James M. Mannon (born February 16, 1942) is a professor emeritus of sociology at DePauw University in Indiana, and until his retirement held the Larz A. Whitcomb Professorship of Sociology at DePauw.

Mannon did his undergraduate and graduate studies at Southern Illinois University, and worked at Monmouth College (1968–1972), Millikin University (1973–1975), and Southern Illinois University before joining the DePauw faculty in 1975. He retired in 2001.

==Books==
- Close, But No Cigar (self-published, 2015)
- Epilogue: Poems of Love and Loss (self-published through AuthorHouse, 2005)

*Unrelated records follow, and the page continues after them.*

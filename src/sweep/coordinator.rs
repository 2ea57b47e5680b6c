//! Sweep coordinator
//!
//! Drives one sweep through its lifecycle: authenticate, build the session
//! pool and registry, start the publisher and progress reporter, feed the
//! planner's batches to `worker_count` workers, drain, and report.

use crate::config::{config_fingerprint, validate, Config, UrlTemplate};
use crate::extract::Extractor;
use crate::output::{
    generate_markdown_summary, BatchPublisher, ProgressReporter, PublishSink, PublisherSettings,
    SweepReport,
};
use crate::session::{credentials_from_config, LoginProvider, SessionPool};
use crate::state::{Registry, SweepState};
use crate::sweep::control::{AbortReason, SweepControl};
use crate::sweep::fetcher::{FetchPolicy, Fetcher};
use crate::sweep::planner::{feed_batches, plan_shards};
use crate::sweep::worker::{run_worker, WorkerContext, WorkerStats};
use crate::{AuthError, SweepError};
use chrono::Utc;
use std::sync::Arc;
use std::time::Duration;
use tokio::sync::mpsc;
use tokio::task::JoinSet;
use tokio::time::Instant;

/// Main sweep coordinator
pub struct Coordinator {
    config: Config,
    login: Arc<dyn LoginProvider>,
    extractor: Arc<dyn Extractor>,
    sink: Arc<dyn PublishSink>,
    control: Arc<SweepControl>,
    state: SweepState,
}

impl Coordinator {
    /// Creates a new coordinator
    ///
    /// # Arguments
    ///
    /// * `config` - Effective configuration
    /// * `login` - Login collaborator, run once before the sweep starts
    /// * `extractor` - Extractor selected for this sweep
    /// * `sink` - Destination for published batches
    pub fn new(
        config: Config,
        login: Arc<dyn LoginProvider>,
        extractor: Arc<dyn Extractor>,
        sink: Arc<dyn PublishSink>,
    ) -> Self {
        Self {
            config,
            login,
            extractor,
            sink,
            control: Arc::new(SweepControl::new()),
            state: SweepState::Idle,
        }
    }

    /// Handle for cancelling the sweep from another task
    pub fn control(&self) -> Arc<SweepControl> {
        Arc::clone(&self.control)
    }

    pub fn state(&self) -> SweepState {
        self.state
    }

    fn transition(&mut self, next: SweepState) -> Result<(), SweepError> {
        let previous = self.state;
        self.state = previous.transition(next)?;
        tracing::info!("Sweep state: {} -> {}", previous, next);
        Ok(())
    }

    /// Runs the sweep to completion
    ///
    /// Authentication failures and fatal aborts still produce a report whose
    /// state is `Aborted`; only configuration and infrastructure failures are
    /// returned as errors.
    ///
    /// # Returns
    ///
    /// * `Ok(SweepReport)` - The sweep reached `Done` or `Aborted`
    /// * `Err(SweepError)` - Invalid configuration or a task failure
    pub async fn run(&mut self) -> Result<SweepReport, SweepError> {
        validate(&self.config)?;

        let clock = Instant::now();
        let started_at = Utc::now();
        let fingerprint = config_fingerprint(&self.config)?;
        let sweep_id = format!(
            "{}-{}",
            started_at.format("%Y%m%dT%H%M%SZ"),
            &fingerprint[..8]
        );
        let (lo, hi) = self.config.sweep.id_range;
        let workers = self.config.sweep.worker_count.max(1);
        let mut report = SweepReport::new(&sweep_id, (lo, hi), self.extractor.id(), started_at);

        tracing::info!(
            sweep_id = %sweep_id,
            lo,
            hi,
            workers,
            extractor = self.extractor.id(),
            "Starting sweep"
        );

        self.transition(SweepState::Authenticating)?;
        let pool = match self.authenticate().await {
            Ok(pool) => pool,
            Err(SweepError::Auth(e)) => {
                tracing::error!(error = %e, "Authentication failed");
                self.control.abort(match e {
                    AuthError::Exhausted(detail) => AbortReason::AuthExhausted(detail),
                    other => AbortReason::LoginFailed(other.to_string()),
                });
                self.transition(SweepState::Aborted)?;
                return Ok(self.finish(report, clock));
            }
            Err(e) => return Err(e),
        };

        self.transition(SweepState::Running)?;

        let template = UrlTemplate::parse(&self.config.sweep.endpoint_template)?;
        let fetcher = Arc::new(Fetcher::new(
            FetchPolicy::from_config(&self.config.http),
            template,
            Arc::clone(&pool),
            Arc::clone(&self.extractor),
            workers,
        ));
        let registry = Arc::new(Registry::new(
            self.config.sweep.max_attempts_per_target,
            self.config.output.report_samples,
        ));

        let batch_publish = self.config.publisher.batch_publish.max(1);
        let (records_tx, records_rx) = mpsc::channel(4 * batch_publish);
        let (progress_tx, progress_rx) = mpsc::unbounded_channel();
        let (queue_tx, queue_rx) = async_channel::bounded(2 * workers);

        let publisher = BatchPublisher::new(
            PublisherSettings::from_config(
                &self.config,
                &sweep_id,
                self.extractor.id(),
                &fingerprint,
            ),
            self.extractor.schema(),
            Arc::clone(&self.sink),
        );
        let publisher_handle = tokio::spawn(publisher.run(records_rx));

        let reporter = ProgressReporter::new(report.range_len(), self.config.output.progress_every);
        let reporter_handle = tokio::spawn(reporter.run(progress_rx));

        let shards = plan_shards(lo, hi, workers);
        tracing::debug!(shards = shards.len(), "Planned shards");
        let planner_handle = tokio::spawn(feed_batches(
            shards,
            self.config.sweep.batch_inner,
            queue_tx,
            self.control.token(),
        ));

        let ctx = Arc::new(WorkerContext {
            registry: Arc::clone(&registry),
            fetcher: Arc::clone(&fetcher),
            pool: Arc::clone(&pool),
            control: Arc::clone(&self.control),
            records: records_tx,
            progress: progress_tx,
            fatal_auth_expired: self.config.sweep.fatal_abort_on_auth_expired,
            cancel_grace: Duration::from_millis(self.config.sweep.cancel_grace_ms),
        });

        let mut worker_tasks = JoinSet::new();
        for id in 0..workers {
            worker_tasks.spawn(run_worker(id, Arc::clone(&ctx), queue_rx.clone()));
        }
        // Workers now hold the only result and progress senders
        drop(queue_rx);
        drop(ctx);

        let control = Arc::clone(&self.control);
        let mut draining = false;
        let mut worker_stats: Vec<WorkerStats> = Vec::with_capacity(workers);
        loop {
            tokio::select! {
                _ = control.cancelled(), if !draining => {
                    self.transition(SweepState::Draining)?;
                    draining = true;
                }
                joined = worker_tasks.join_next() => match joined {
                    Some(Ok(stats)) => worker_stats.push(stats),
                    Some(Err(e)) => tracing::error!(error = %e, "Worker task failed"),
                    None => break,
                },
            }
        }
        if !draining {
            self.transition(SweepState::Draining)?;
        }

        let queued = planner_handle.await?;
        let fetches: u64 = worker_stats.iter().map(|s| s.fetches).sum();
        tracing::info!(
            batches = queued,
            fetches,
            workers = worker_stats.len(),
            "Workers finished, draining publisher"
        );

        let publish_summary = publisher_handle.await?;
        let progress = reporter_handle.await?;

        self.transition(SweepState::Reporting)?;
        let snapshot = registry.snapshot();
        if snapshot.terminal_total() != progress.finished {
            tracing::warn!(
                registry = snapshot.terminal_total(),
                reported = progress.finished,
                "Progress and registry totals differ"
            );
        }
        report.absorb_registry(snapshot);
        report.absorb_publish(publish_summary);
        report.peak_in_flight = fetcher.peak_in_flight();

        let last = if self.control.abort_reason().is_some() {
            SweepState::Aborted
        } else {
            SweepState::Done
        };
        self.transition(last)?;

        Ok(self.finish(report, clock))
    }

    /// Runs the login collaborator and builds the session pool
    async fn authenticate(&self) -> Result<Arc<SessionPool>, SweepError> {
        let credentials = credentials_from_config(&self.config);
        let session = self.login.login(&credentials).await?;
        tracing::info!(cookies = session.cookies.len(), "Login collaborator returned cookies");

        let template = UrlTemplate::parse(&self.config.sweep.endpoint_template)?;
        let pool = SessionPool::new(
            &self.config,
            &template,
            &session.cookies,
            session.user_agent.as_deref(),
        )?;
        Ok(Arc::new(pool))
    }

    fn finish(&self, mut report: SweepReport, clock: Instant) -> SweepReport {
        report.state = self.state;
        report.abort_reason = self.control.abort_reason().map(|r| r.to_string());
        report.elapsed = clock.elapsed();

        tracing::info!(
            state = %report.state,
            terminal = report.terminal_total(),
            records = report.records_emitted,
            elapsed_secs = report.elapsed.as_secs_f64(),
            "Sweep finished"
        );

        if let Some(path) = &self.config.output.summary_path {
            match generate_markdown_summary(&report, path) {
                Ok(()) => tracing::info!(path = %path.display(), "Markdown summary written"),
                Err(e) => tracing::warn!(path = %path.display(), error = %e, "Failed to write markdown summary"),
            }
        }

        report
    }
}
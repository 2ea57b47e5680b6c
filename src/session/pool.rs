//! HTTP session pool
//!
//! Every handle owns a `reqwest::Client` configured with the shared cookie set,
//! the default browser headers, a connection pool sized for the workers it
//! serves, and its own inter-request pacer. Handles are safe to share: the pool
//! hands the least-loaded handle to each worker that asks.

use crate::config::{Config, UrlTemplate, DEFAULT_USER_AGENT};
use crate::session::cookies::CookieSet;
use crate::{AuthError, SweepError};
use reqwest::header::{self, HeaderMap, HeaderValue};
use std::sync::atomic::{AtomicBool, AtomicUsize, Ordering};
use std::sync::Arc;
use std::time::Duration;
use tokio::sync::Mutex;
use tokio::time::Instant;
use url::Url;

/// One pooled HTTP session
#[derive(Debug)]
pub struct SessionHandle {
    id: usize,
    client: reqwest::Client,
    min_interval: Duration,
    /// Issue time of the last request; `None` until the first one
    last_issue: Mutex<Option<Instant>>,
    leases: AtomicUsize,
}

impl SessionHandle {
    pub fn id(&self) -> usize {
        self.id
    }

    pub fn client(&self) -> &reqwest::Client {
        &self.client
    }

    /// Waits until at least `min_interval` has passed since the previous issue
    /// on this session, then records the new issue time
    ///
    /// The lock is held across the sleep so concurrent callers queue up and
    /// are spaced one interval apart.
    pub async fn pace(&self) {
        if self.min_interval.is_zero() {
            return;
        }

        let mut last = self.last_issue.lock().await;
        if let Some(previous) = *last {
            let elapsed = previous.elapsed();
            if elapsed < self.min_interval {
                tokio::time::sleep(self.min_interval - elapsed).await;
            }
        }
        *last = Some(Instant::now());
    }

    pub fn leases(&self) -> usize {
        self.leases.load(Ordering::SeqCst)
    }
}

/// Tracks whether any of the first `window` responses was authenticated
#[derive(Debug)]
struct AuthProbe {
    window: usize,
    observed: AtomicUsize,
    authenticated: AtomicBool,
}

impl AuthProbe {
    fn observe(&self, authenticated: bool) -> Result<(), AuthError> {
        if authenticated {
            self.authenticated.store(true, Ordering::SeqCst);
        }
        if self.authenticated.load(Ordering::SeqCst) {
            return Ok(());
        }

        let observed = self.observed.fetch_add(1, Ordering::SeqCst) + 1;
        if observed >= self.window {
            return Err(AuthError::Exhausted(format!(
                "none of the first {} responses was authenticated",
                self.window
            )));
        }
        Ok(())
    }
}

/// Pool of session handles sharing one cookie set
#[derive(Debug)]
pub struct SessionPool {
    handles: Vec<Arc<SessionHandle>>,
    probe: AuthProbe,
}

impl SessionPool {
    /// Builds the pool
    ///
    /// # Arguments
    ///
    /// * `config` - Effective configuration (session count, timeouts, headers)
    /// * `template` - Endpoint template; its host scopes the cookies and default referer
    /// * `cookies` - Cookie set from the login collaborator
    /// * `user_agent` - User-Agent the cookies were issued to, if any
    ///
    /// # Returns
    ///
    /// * `Ok(SessionPool)` - Ready to hand out handles
    /// * `Err(SweepError::Auth)` - The cookie set is empty or does not apply to the host
    pub fn new(
        config: &Config,
        template: &UrlTemplate,
        cookies: &CookieSet,
        user_agent: Option<&str>,
    ) -> Result<Self, SweepError> {
        if cookies.is_empty() {
            return Err(AuthError::Exhausted("cookie set is empty".to_string()).into());
        }

        let sample = Url::parse(&template.render(1))
            .map_err(|e| crate::ConfigError::InvalidTemplate(e.to_string()))?;
        let host = sample.host_str().unwrap_or_default().to_string();
        let cookie_header = cookies.header_for(&host).ok_or_else(|| {
            AuthError::Exhausted(format!("no cookie in the set applies to {}", host))
        })?;

        let sessions = config.effective_sessions();
        let workers = config.sweep.worker_count.max(1);
        let per_session = workers.div_ceil(sessions);

        let referer = config.http.referer.clone().or_else(|| template.origin());
        let user_agent = user_agent
            .map(str::to_string)
            .unwrap_or_else(|| config.http.user_agent.clone());
        let headers = default_headers(&user_agent, referer.as_deref(), &cookie_header)?;

        let mut handles = Vec::with_capacity(sessions);
        for id in 0..sessions {
            let client = reqwest::Client::builder()
                .default_headers(headers.clone())
                .timeout(Duration::from_secs_f64(config.http.request_timeout_seconds))
                .redirect(reqwest::redirect::Policy::none())
                .pool_max_idle_per_host(per_session)
                .build()?;

            handles.push(Arc::new(SessionHandle {
                id,
                client,
                min_interval: Duration::from_millis(config.http.min_interval_ms),
                last_issue: Mutex::new(None),
                leases: AtomicUsize::new(0),
            }));
        }

        tracing::info!(
            sessions,
            per_session,
            cookies = cookies.len(),
            host = %host,
            "Session pool ready"
        );

        Ok(Self {
            handles,
            probe: AuthProbe {
                window: config.session.auth_probe_window.max(1),
                observed: AtomicUsize::new(0),
                authenticated: AtomicBool::new(false),
            },
        })
    }

    /// Hands out the handle with the fewest current leases
    pub fn acquire(&self) -> Arc<SessionHandle> {
        let handle = self
            .handles
            .iter()
            .min_by_key(|h| h.leases())
            .cloned()
            .unwrap_or_else(|| Arc::clone(&self.handles[0]));
        handle.leases.fetch_add(1, Ordering::SeqCst);
        handle
    }

    pub fn release(&self, handle: &SessionHandle) {
        let _ = handle
            .leases
            .fetch_update(Ordering::SeqCst, Ordering::SeqCst, |n| n.checked_sub(1));
    }

    pub fn len(&self) -> usize {
        self.handles.len()
    }

    pub fn is_empty(&self) -> bool {
        self.handles.is_empty()
    }

    /// Feeds one response into the exhaustion probe
    ///
    /// Fails with `AuthError::Exhausted` once `auth_probe_window` responses
    /// have been observed without a single authenticated one.
    pub fn observe_auth(&self, authenticated: bool) -> Result<(), AuthError> {
        self.probe.observe(authenticated)
    }
}

fn default_headers(
    user_agent: &str,
    referer: Option<&str>,
    cookie_header: &str,
) -> Result<HeaderMap, AuthError> {
    let invalid = |what: &str| AuthError::InvalidCookies(format!("invalid {} header", what));

    let mut headers = HeaderMap::new();
    headers.insert(
        header::USER_AGENT,
        HeaderValue::from_str(user_agent)
            .or_else(|_| HeaderValue::from_str(DEFAULT_USER_AGENT))
            .map_err(|_| invalid("user-agent"))?,
    );
    headers.insert(
        header::ACCEPT,
        HeaderValue::from_static(
            "text/html,application/xhtml+xml,application/json;q=0.9,*/*;q=0.8",
        ),
    );
    headers.insert(
        header::ACCEPT_ENCODING,
        HeaderValue::from_static("gzip, deflate, br"),
    );
    headers.insert(header::CONNECTION, HeaderValue::from_static("keep-alive"));
    if let Some(referer) = referer {
        headers.insert(
            header::REFERER,
            HeaderValue::from_str(referer).map_err(|_| invalid("referer"))?,
        );
    }

    let mut cookie = HeaderValue::from_str(cookie_header).map_err(|_| invalid("cookie"))?;
    cookie.set_sensitive(true);
    headers.insert(header::COOKIE, cookie);

    Ok(headers)
}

- Emergency Encounters: a study of an urban ambulance service (1981) updated and re-released in 1991 as Emergency encounters: EMTs and their work, (Boston: Jones and Bartlett Publishers, 1992), ISBN 0-8046-9281-5.
- American gridmark: why you’ve always suspected that measuring up doesn’t count, (Tucson, Arizona: Harbinger House, 1990).
- Measuring up: the performance ethic in American culture, (Boulder, Colorado: Westview Press, 1997), ISBN 0-8133-3297-4 (paperback).
- Caring for the burned: life and death in a hospital burn center, (Springfield, Illinois, Thomas, 1985), ISBN 0-398-05089-9.